Saturday, 31 May 2014

The Last Runaway by Tracy Chevalier

This book was recommended to me by my cousin as it is about quilting and I loved it. It is set in 1850 and about Honor Bright who leaves England for America to accompany her sister Grace, who is to marry Adam Cox,  who had emigrated earlier. They are Quakers and although she is excited to be starting a new life, the sea journey leaves her exhausted from sea sickness. Then when they arrive tragedy strikes and her sister is stuck down with yellow fever and dies. Honor is alone in a strange land and has to rely on her sister’s intended husband.
But it all does not fare well for her. She makes her way to the small settlement of Oberlin to join Adam Cox and his recently bereaved sister-in-law Abigail. It becomes clear to Honor that she is not truly welcomed by Abigail, and that Adam Cox finds the situation both awkward and difficult to deal with. Honor marries a local man, Jack Haymaker and goes to live with him and his family.

Honor finds a true friend in milliner Belle, although her slave-catcher brother Donovan is not such an ally and displays a unhealthy amount of interest in this quiet and modest Quaker girl. Through her friendship with Belle, Honor soon finds herself involved with the Underground Railroad - a network of people who were sympathetic to runaway slaves who were trying to find freedom in North America or Canada.. The Fugitive Slave Act had been passed and it was illegal to assist a runaway slave, there were heavy penalties to be paid if caught. Quakers were anti-slavery and wanted to assist the runaways, but their moral dilemma was that to do so would be to break the laws of the land. The Haymaker family forbid Honor to assist the runaways, and this is the start of the breakdown in their relationship. Throughout these times, Honor finds some comfort in her quilt-making, she is a fine seamstress and putting together these small pieces of material bring her some peace and make memories for her.

This is not a fast-moving story by any means, it is gently drawn out and each character is formed steadily. Honor, although the lead character, is not the most interesting, she can sometimes appear holier-than-thou and often is portrayed as appearing superior to those around her. Belle, the milliner, on the other hand is a strong, feisty character, a woman who is colourful and interesting with firm principles and morals.
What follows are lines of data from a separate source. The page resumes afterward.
use std::cell::{Cell, RefCell};
use std::rc::Rc;

use fiber_core::{
    use_state, Component, Element, HostOp, Properties, ReconcilerConfig, StateSetter,
};
use fiber_testing::{run_test_reconciler, ReconcilerTestRule, UnitBudgetDeadline};

fn menu(items: &[&str]) -> Element {
    Element::host("ul")
        .prop("class", "menu")
        .children(items.iter().map(|item| Element::host("li").child(Element::text(*item))))
}

#[test]
fn rerendering_the_same_tree_is_silent() {
    run_test_reconciler(|rule| {
        rule.set_content(|| menu(&["a", "b"]));
        rule.pump_until_idle().unwrap();
        rule.take_ops();

        rule.rerender();
        let commits = rule.pump_until_idle().unwrap();

        assert!(rule.take_ops().iter().all(|op| !op.is_property_write()));
        assert_eq!(commits[0].placements, 0);
        assert_eq!(commits[0].deletions, 0);
        assert_eq!(commits[0].patches, 0);
    });
}

#[test]
fn changing_the_tag_replaces_the_node() {
    let tag = Rc::new(Cell::new("p"));
    let mut rule = ReconcilerTestRule::new();
    rule.set_content({
        let tag = Rc::clone(&tag);
        move || Element::host("div").child(Element::host(tag.get()))
    });
    rule.pump_until_idle().unwrap();
    let old = rule.node_at(&[0, 0]).unwrap();
    rule.take_ops();

    tag.set("span");
    rule.rerender();
    rule.pump_until_idle().unwrap();

    let div = rule.node_at(&[0]).unwrap();
    let new = rule.node_at(&[0, 0]).unwrap();
    let ops = rule.take_ops();
    assert!(ops.contains(&HostOp::RemoveChild { parent: div, child: old }));
    assert!(ops.contains(&HostOp::AppendChild { parent: div, child: new }));
    assert_eq!(rule.dump(), "<root>\n  <div>\n    <span>\n");
}

#[test]
fn shrinking_and_growing_lists() {
    let items = Rc::new(Cell::new(3));
    let mut rule = ReconcilerTestRule::new();
    rule.set_content({
        let items = Rc::clone(&items);
        move || Element::host("ol").children((0..items.get()).map(|_| Element::host("li")))
    });
    rule.pump_until_idle().unwrap();
    let kept = rule.node_at(&[0, 0]).unwrap();

    items.set(1);
    rule.rerender();
    let shrink = rule.pump_until_idle().unwrap();
    assert_eq!(shrink[0].deletions, 2);
    assert_eq!(rule.host().children(rule.node_at(&[0]).unwrap()).unwrap(), &[kept]);

    items.set(4);
    rule.rerender();
    let grow = rule.pump_until_idle().unwrap();
    assert_eq!(grow[0].placements, 3);
    let ol = rule.node_at(&[0]).unwrap();
    assert_eq!(rule.host().children(ol).unwrap().len(), 4);
    assert_eq!(rule.node_at(&[0, 0]).unwrap(), kept);
}

fn badge(_: &Properties) -> anyhow::Result<Element> {
    Ok(Element::host("span").prop("class", "badge"))
}

#[test]
fn component_output_is_attached_exactly_once() {
    run_test_reconciler(|rule| {
        rule.set_content(|| Element::component(Component::new(badge)));
        rule.pump_until_idle().unwrap();

        let span = rule.node_at(&[0]).unwrap();
        let appends: Vec<_> = rule
            .take_ops()
            .into_iter()
            .filter(|op| matches!(op, HostOp::AppendChild { .. }))
            .collect();
        assert_eq!(
            appends,
            vec![HostOp::AppendChild { parent: rule.container(), child: span }]
        );
    });
}

#[test]
fn state_survives_rerenders() {
    let mut rule = ReconcilerTestRule::new();
    let renders = Rc::new(Cell::new(0));
    let counter = {
        let renders = Rc::clone(&renders);
        Component::new(move |_| {
            let (count, set_count) = use_state(0);
            renders.set(renders.get() + 1);
            Ok(Element::host("button")
                .prop("count", count)
                .on("click", move |_| {
                    set_count.update(|count| count + 1);
                    set_count.update(|count| count + 1);
                }))
        })
    };
    rule.set_content(move || Element::component(counter.clone()));
    rule.pump_until_idle().unwrap();
    let button = rule.node_at(&[0]).unwrap();
    assert_eq!(rule.dump(), "<root>\n  <button count=0 @click>\n");

    assert_eq!(rule.dispatch(button, "click").unwrap(), 1);
    assert_eq!(rule.dump(), "<root>\n  <button count=2 @click>\n");

    rule.rerender();
    rule.pump_until_idle().unwrap();
    assert_eq!(rule.dump(), "<root>\n  <button count=2 @click>\n");
    assert_eq!(rule.node_at(&[0]).unwrap(), button);
    assert_eq!(renders.get(), 3);
}

fn page() -> Element {
    Element::host("main")
        .child(Element::component(Component::new(badge)))
        .child(menu(&["one", "two", "three"]))
        .child(Element::host("footer").prop("year", 2024).child(Element::text("end")))
}

#[test]
fn sliced_rendering_matches_a_single_pass() {
    let mut whole = ReconcilerTestRule::new();
    whole.set_content(page);
    whole.pump_until_idle().unwrap();

    let mut sliced = ReconcilerTestRule::new();
    sliced.set_content(page);
    sliced.pump_with(&UnitBudgetDeadline).unwrap();

    assert_eq!(whole.slices(), 1);
    assert!(sliced.slices() > 10);
    assert_eq!(sliced.dump(), whole.dump());
}

#[test]
fn tight_threshold_with_generous_deadline_finishes_in_one_slice() {
    let config = ReconcilerConfig::default().with_yield_threshold(std::time::Duration::ZERO);
    let mut rule = ReconcilerTestRule::with_config(config);
    rule.set_content(page);
    rule.pump_with(&UnitBudgetDeadline).unwrap();
    assert_eq!(rule.slices(), 1);
}

#[test]
fn replacing_content_mid_pass_keeps_only_the_latest() {
    let mut rule = ReconcilerTestRule::new();
    rule.set_content(page);
    rule.step(&UnitBudgetDeadline).unwrap();
    rule.step(&UnitBudgetDeadline).unwrap();
    assert_eq!(rule.dump(), "<root>\n");

    rule.set_content(|| menu(&["only"]));
    rule.pump_until_idle().unwrap();
    assert_eq!(
        rule.dump(),
        "<root>\n  <ul class=\"menu\">\n    <li>\n      \"only\"\n"
    );
}

thread_local! {
    static FIRST_SETTER: RefCell<Option<StateSetter<i32>>> = const { RefCell::new(None) };
}

fn first(_: &Properties) -> anyhow::Result<Element> {
    let (value, set_value) = use_state(0);
    FIRST_SETTER.with(|slot| *slot.borrow_mut() = Some(set_value));
    Ok(Element::host("first").prop("value", value))
}

fn second(_: &Properties) -> anyhow::Result<Element> {
    let (value, _) = use_state(100);
    Ok(Element::host("second").prop("value", value))
}

#[test]
fn replacing_a_component_drops_its_state() {
    let show_first = Rc::new(Cell::new(true));
    let mut rule = ReconcilerTestRule::new();
    rule.set_content({
        let show_first = Rc::clone(&show_first);
        move || {
            let component = if show_first.get() {
                Component::new(first)
            } else {
                Component::new(second)
            };
            Element::host("div").child(Element::component(component))
        }
    });
    rule.pump_until_idle().unwrap();

    let stale = FIRST_SETTER.with(|slot| slot.borrow().clone()).unwrap();
    stale.set(5);
    rule.pump_until_idle().unwrap();
    assert_eq!(rule.dump(), "<root>\n  <div>\n    <first value=5>\n");

    show_first.set(false);
    rule.rerender();
    rule.pump_until_idle().unwrap();
    assert_eq!(rule.dump(), "<root>\n  <div>\n    <second value=100>\n");
    assert!(!stale.is_mounted());

    show_first.set(true);
    rule.rerender();
    rule.pump_until_idle().unwrap();
    assert_eq!(rule.dump(), "<root>\n  <div>\n    <first value=0>\n");

    stale.set(9);
    assert!(!rule.reconciler().has_pending_work());
}

type RenderPtr = fn(&Properties) -> anyhow::Result<Element>;

fn alpha(_: &Properties) -> anyhow::Result<Element> {
    let (label, _) = use_state(String::from("alpha-state"));
    Ok(Element::host("b").prop("v", label))
}

fn beta(_: &Properties) -> anyhow::Result<Element> {
    let (label, _) = use_state(String::from("beta-state"));
    Ok(Element::host("b").prop("v", label))
}

#[test]
fn function_pointer_components_do_not_share_state() {
    let use_alpha = Rc::new(Cell::new(true));
    let mut rule = ReconcilerTestRule::new();
    rule.set_content({
        let use_alpha = Rc::clone(&use_alpha);
        move || {
            let render: RenderPtr = if use_alpha.get() { alpha } else { beta };
            Element::component(Component::new(render))
        }
    });
    rule.pump_until_idle().unwrap();
    assert_eq!(rule.dump(), "<root>\n  <b v=\"alpha-state\">\n");

    use_alpha.set(false);
    rule.rerender();
    let commits = rule.pump_until_idle().unwrap();

    assert_eq!(rule.dump(), "<root>\n  <b v=\"beta-state\">\n");
    assert_eq!(commits[0].updates, 0);
    assert_eq!(commits[0].deletions, 1);
    assert_eq!(commits[0].placements, 2);
}
//! Per-component state cells.
//!
//! A component's hooks are identified purely by call order. The cell for a
//! tree position is handed from the committed fiber to its successor through
//! the alternate link, so a cell lives exactly as long as its position does.
//! Rendering folds the pending queue over the committed value without
//! consuming it; commit promotes the folded value. A pass that is discarded
//! before commit therefore loses no updates.

use std::any::{type_name, Any};
use std::cell::RefCell;
use std::fmt;
use std::rc::{Rc, Weak};

use log::{debug, warn};

use crate::runtime::RuntimeHandle;

pub(crate) trait HookCell {
    /// Promotes the value produced by the last render of this cell.
    fn commit(&self);
    fn as_any(self: Rc<Self>) -> Rc<dyn Any>;
}

enum StateUpdate<T> {
    Replace(T),
    Apply(Rc<dyn Fn(&T) -> T>),
}

impl<T: Clone> Clone for StateUpdate<T> {
    fn clone(&self) -> Self {
        match self {
            StateUpdate::Replace(value) => StateUpdate::Replace(value.clone()),
            StateUpdate::Apply(update) => StateUpdate::Apply(Rc::clone(update)),
        }
    }
}

struct StateHook<T> {
    base: RefCell<T>,
    queue: RefCell<Vec<StateUpdate<T>>>,
    staged: RefCell<Option<(T, usize)>>,
}

impl<T: Clone + 'static> StateHook<T> {
    fn new(initial: T) -> Self {
        Self {
            base: RefCell::new(initial),
            queue: RefCell::new(Vec::new()),
            staged: RefCell::new(None),
        }
    }

    fn render(&self) -> T {
        let mut value = self.base.borrow().clone();
        let updates: Vec<StateUpdate<T>> = self.queue.borrow().clone();
        for update in &updates {
            value = match update {
                StateUpdate::Replace(next) => next.clone(),
                StateUpdate::Apply(apply) => apply(&value),
            };
        }
        *self.staged.borrow_mut() = Some((value.clone(), updates.len()));
        value
    }
}

impl<T: Clone + 'static> HookCell for StateHook<T> {
    fn commit(&self) {
        let Some((value, consumed)) = self.staged.borrow_mut().take() else {
            return;
        };
        *self.base.borrow_mut() = value;
        let mut queue = self.queue.borrow_mut();
        let consumed = consumed.min(queue.len());
        queue.drain(..consumed);
    }

    fn as_any(self: Rc<Self>) -> Rc<dyn Any> {
        self
    }
}

struct HookFrame {
    previous: Vec<Rc<dyn HookCell>>,
    hooks: Vec<Rc<dyn HookCell>>,
    runtime: RuntimeHandle,
}

thread_local! {
    static HOOK_FRAMES: RefCell<Vec<HookFrame>> = const { RefCell::new(Vec::new()) };
}

struct FrameGuard {
    armed: bool,
}

impl Drop for FrameGuard {
    fn drop(&mut self) {
        if self.armed {
            HOOK_FRAMES.with(|frames| {
                frames.borrow_mut().pop();
            });
        }
    }
}

/// Runs `render` with a hook frame installed and returns the hooks it created,
/// in call order.
pub(crate) fn with_hook_frame<R>(
    previous: Vec<Rc<dyn HookCell>>,
    runtime: RuntimeHandle,
    render: impl FnOnce() -> R,
) -> (R, Vec<Rc<dyn HookCell>>) {
    HOOK_FRAMES.with(|frames| {
        frames.borrow_mut().push(HookFrame {
            previous,
            hooks: Vec::new(),
            runtime,
        })
    });
    let mut guard = FrameGuard { armed: true };
    let result = render();
    guard.armed = false;
    let hooks = HOOK_FRAMES
        .with(|frames| frames.borrow_mut().pop())
        .map(|frame| frame.hooks)
        .unwrap_or_default();
    (result, hooks)
}

/// Declares a state cell in the component currently rendering.
///
/// Returns the current value and a setter. Must be called unconditionally and
/// in the same order on every render of the component.
///
/// # Panics
///
/// Panics when called outside of a component render.
pub fn use_state<T: Clone + 'static>(initial: T) -> (T, StateSetter<T>) {
    let (hook, runtime) = HOOK_FRAMES.with(|frames| {
        let mut frames = frames.borrow_mut();
        let frame = frames
            .last_mut()
            .expect("use_state called outside of a component render");
        let index = frame.hooks.len();
        let reused = frame.previous.get(index).cloned().and_then(|cell| {
            match cell.as_any().downcast::<StateHook<T>>() {
                Ok(hook) => Some(hook),
                Err(_) => {
                    warn!(
                        "hook {index} changed type to {}; reseeding with the initial value",
                        type_name::<T>()
                    );
                    None
                }
            }
        });
        let hook = reused.unwrap_or_else(|| Rc::new(StateHook::new(initial)));
        let cell: Rc<dyn HookCell> = hook.clone();
        frame.hooks.push(cell);
        (hook, frame.runtime.clone())
    });
    let value = hook.render();
    let setter = StateSetter {
        hook: Rc::downgrade(&hook),
        runtime,
    };
    (value, setter)
}

/// Enqueues updates against one state cell and requests a re-render.
pub struct StateSetter<T> {
    hook: Weak<StateHook<T>>,
    runtime: RuntimeHandle,
}

impl<T> Clone for StateSetter<T> {
    fn clone(&self) -> Self {
        Self {
            hook: Weak::clone(&self.hook),
            runtime: self.runtime.clone(),
        }
    }
}

impl<T> fmt::Debug for StateSetter<T> {
    fn fmt(&self, f: &mut fmt::Formatter<'_>) -> fmt::Result {
        f.debug_struct("StateSetter")
            .field("mounted", &(self.hook.strong_count() > 0))
            .finish()
    }
}

impl<T: Clone + 'static> StateSetter<T> {
    pub fn set(&self, value: T) {
        self.enqueue(StateUpdate::Replace(value));
    }

    pub fn update(&self, update: impl Fn(&T) -> T + 'static) {
        self.enqueue(StateUpdate::Apply(Rc::new(update)));
    }

    pub fn is_mounted(&self) -> bool {
        self.hook.strong_count() > 0
    }

    fn enqueue(&self, update: StateUpdate<T>) {
        let Some(hook) = self.hook.upgrade() else {
            debug!("state update for an unmounted {} cell ignored", type_name::<T>());
            return;
        };
        hook.queue.borrow_mut().push(update);
        if !self.runtime.request_rerender() {
            debug!("state update queued after the runtime was dropped");
        }
    }
}

#[cfg(test)]
#[path = "tests/hooks_tests.rs"]
mod tests;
Belle's slave-catcher brother Donovan is something of an enigma - on the one hand he is a cruel man, and every now and again, he shows a little vulnerability.

But I thoroughly enjoyed it and couldn't wait to pick it up each day.

I shall read something else by this author, perhaps her most famous, 'Girl with a Pearl Earing'

Sunday, 16 February 2014

Under a Blood Red Sky by Kate Furnivall

In 2013 I  read 75 books!!

Kate Furnivall is a new author to me and so I started reading this book with some trepidations, but I loved it And even better she has written lots more so that pleases me no end. I see a year ahead with loads of good books to read

This was a tale of romance, magic and struggle against tyranny, set in Russia in the mid-1930s. Sofia and Anna have both been imprisoned in a Siberian Labour camp: Anna for her aristocratic background, Sofia for being the daughter of a priest and the niece of a farmer who did too well and thus incurred the State's suspicion. Early in their acquaintance, Anna saves Sofia's life and Sofia vows to do the same for her if needed. So when Anna becomes seriously ill with tuberculosis, Sofia decides to do what seems impossible - to escape the labour camp, and find the one person she believes can bring Anna back to health: Vassily, Anna's childhood sweetheart, who she last saw the day that her father and his parents were shot by the Bolsheviks, many years before. Being blessed with incredible good luck, Sofia escapes the camp and survives a long tramp with virtually no food, until she reaches the small village of Tivil, where she has been tipped off that Vassily is living under an assumed name. She is taken in by a gypsy, Rafik, who has the extraordinary gift of being able to influence people's thoughts and hypnotize them into doing his bidding, and who trusts her from the start. Settled in Rafik's home, Sofia begins to search for Vassily. And thus begins a complicated tale of treachery, mistaken identity, betrayal, true love and magic.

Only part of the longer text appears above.